The amount of meat consumed can be represented in two ways based on the `MEASURE` variable:

- `KG_CAP`: The amount of kilograms of meat eaten per capita
- `THND_TONNE`: Annual consumption in thousands of tonnes

Both of these represent the same information (amount of meat consumed) but in different units of measurement. So for this project, only the meat consumed in `KG_CAP` is considered. Therefore, we can get rid of the `MEASURE` variable, since all of the values in `VALUE` represent just the `KG_CAP`.

In [24]:
meat_and_gdp_df = pd.merge(meat_consumption_modified, gdp_per_cap_df, left_on=['Country', 'TIME'], right_on = ['Country (or dependent territory)', 'Year']).drop(columns = ['Country (or dependent territory)', 'TIME'])
meat_and_gdp_df = meat_and_gdp_df.query('MEASURE == \'KG_CAP\'').drop(columns = ['MEASURE'])

In [25]:
meat_and_gdp_df.query("Country == \'Australia\' & SUBJECT == \'BEEF\'")

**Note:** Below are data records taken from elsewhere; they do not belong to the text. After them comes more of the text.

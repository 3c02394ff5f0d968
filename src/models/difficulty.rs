use phf::phf_map;

/// 难度枚举（各平台难度标签的并集）
#[derive(Debug, Clone, Copy, PartialEq, Eq, Hash, serde::Serialize, serde::Deserialize)]
pub enum Difficulty {
    /// GeeksforGeeks 入门
    School,
    /// GeeksforGeeks 基础
    Basic,
    /// 简单
    Easy,
    /// 中等
    Medium,
    /// 困难
    Hard,
}

/// 小写别名 → 难度
static DIFFICULTY_ALIASES: phf::Map<&'static str, Difficulty> = phf_map! {
    "school" => Difficulty::School,
    "basic" => Difficulty::Basic,
    "easy" => Difficulty::Easy,
    "e" => Difficulty::Easy,
    "medium" => Difficulty::Medium,
    "med." => Difficulty::Medium,
    "med" => Difficulty::Medium,
    "m" => Difficulty::Medium,
    "hard" => Difficulty::Hard,
    "h" => Difficulty::Hard,
};

impl Difficulty {
    /// 获取标准名称
    pub fn label(self) -> &'static str {
        match self {
            Difficulty::School => "School",
            Difficulty::Basic => "Basic",
            Difficulty::Easy => "Easy",
            Difficulty::Medium => "Medium",
            Difficulty::Hard => "Hard",
        }
    }

    /// 精确匹配（忽略大小写和首尾空白）
    pub fn from_str(s: &str) -> Option<Self> {
        DIFFICULTY_ALIASES
            .get(s.trim().to_lowercase().as_str())
            .copied()
    }

    /// 模糊查找，支持 "Difficulty: Medium" 之类的带前缀文本
    pub fn find(s: &str) -> Option<Self> {
        if let Some(difficulty) = Self::from_str(s) {
            return Some(difficulty);
        }

        s.split(|c: char| !c.is_alphanumeric() && c != '.')
            .filter(|token| token.len() > 1)
            .find_map(Self::from_str)
    }

    /// 将页面上的难度文本规范化为标准标签，无法识别时保留原文
    pub fn normalize_label(raw: &str) -> String {
        match Self::find(raw) {
            Some(difficulty) => difficulty.label().to_string(),
            None => raw.trim().to_string(),
        }
    }
}

impl std::fmt::Display for Difficulty {
    fn fmt(&self, f: &mut std::fmt::Formatter<'_>) -> std::fmt::Result {
        write!(f, "{}", self.label())
    }
}

#[cfg(test)]
mod tests {
    use super::*;

    #[test]
    fn test_exact_match_is_case_insensitive() {
        assert_eq!(Difficulty::from_str("EASY"), Some(Difficulty::Easy));
        assert_eq!(Difficulty::from_str(" Medium "), Some(Difficulty::Medium));
        assert_eq!(Difficulty::from_str("Med."), Some(Difficulty::Medium));
        assert_eq!(Difficulty::from_str("unknown"), None);
    }

    #[test]
    fn test_find_with_prefix() {
        assert_eq!(Difficulty::find("Difficulty: Hard"), Some(Difficulty::Hard));
        assert_eq!(Difficulty::find("Basic Accuracy: 45%"), Some(Difficulty::Basic));
        assert_eq!(Difficulty::find("Accuracy: 45%"), None);
    }

    #[test]
    fn test_normalize_label_keeps_unknown_text() {
        assert_eq!(Difficulty::normalize_label("school"), "School");
        assert_eq!(Difficulty::normalize_label("  Expert  "), "Expert");
    }
}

Unnamed: 0,SUBJECT,Value,Country,Year,GDP Per Capita
0,BEEF,0.0,Australia,1990,18940.0
8,BEEF,27.942,Australia,1991,19015.0
16,BEEF,26.405,Australia,1992,18591.0
24,BEEF,26.37,Australia,1993,17888.0
32,BEEF,25.662,Australia,1994,20205.0
40,BEEF,25.526,Australia,1995,21634.0
48,BEEF,27.453,Australia,1996,23777.0
56,BEEF,29.0,Australia,1997,23600.0
64,BEEF,26.765,Australia,1998,20826.0
72,BEEF,28.095,Australia,1999,22547.0


Ultimately, we are trying to see if there is a correlation between GDP Per Capita and Meat Consumption Per Capita. What I propose is that we plot:

- `GDP Per Capita` on the left y-axis
- `Value` on the right y-axis
- `Year` on the x-axis

We can also display the correlation between the `GDP Per Capita` and the `Value` for each `SUBJECT`

### Dash App Layout

In [45]:
def add_figure_layers_by_subject(fig: go.Figure, df: pd.DataFrame) -> go.Figure:
    """Adds figure layers by SUBJECT from the `meat_and_gdp_df`.

    Args:
        fig (go.Figure): 
            Plotly figure object

    Returns:
        go.Figure: 
            Plotly figure object with meat consumption data plotted by SUBJECT in different layers
    """
    for meat_type in df['SUBJECT'].unique():
        subject_df = df.query("SUBJECT == \'{}\'".format(meat_type))
        fig.add_trace(
            go.Scattergl(
                x = subject_df['Year'],
                y = subject_df['Value'],
                name = 'KG {} Consumed Per Capita'.format(meat_type)
            ),
            secondary_y = False
        )
    return fig

def generate_correlation_df(
        df: pd.DataFrame, 
        variable_1: str = 'Value', 
        variable_2: str = 'GDP Per Capita', 
        grouping_variables_list: list[str] = ['Country', 'SUBJECT']):
    """Calculates correlation between `variable_1` and `variable_2` after grouping by `grouping_variables_list` for `df`

    Args:
        df (pd.DataFrame): 
            The dataframe to perform the groupby and calculate the correlation.
        variable_1 (str, optional): 
            One of the correlation variables. Defaults to 'Value'.
        variable_2 (str, optional): 
            One of the correlation variables. Defaults to 'GDP Per Capita'.
        grouping_variables_list (list[str], optional): 
            The `by` parameter in the `pandas.groupby` function uses this variable. Defaults to ['Country', 'SUBJECT'].
    """
    corr_df = df.groupby(['Country', 'SUBJECT'])[['Value', 'GDP Per Capita']].corr().drop('GDP Per Capita', level = 2).reset_index()
    return corr_df.drop(columns = ['level_2', 'Value']).rename(columns = {'GDP Per Capita': 'Correlation between {} and {}'.format(variable_1, variable_2)})

In [69]:
# Run this app with `python app.py` and
# visit http://127.0.0.1:8050/ in your web browser.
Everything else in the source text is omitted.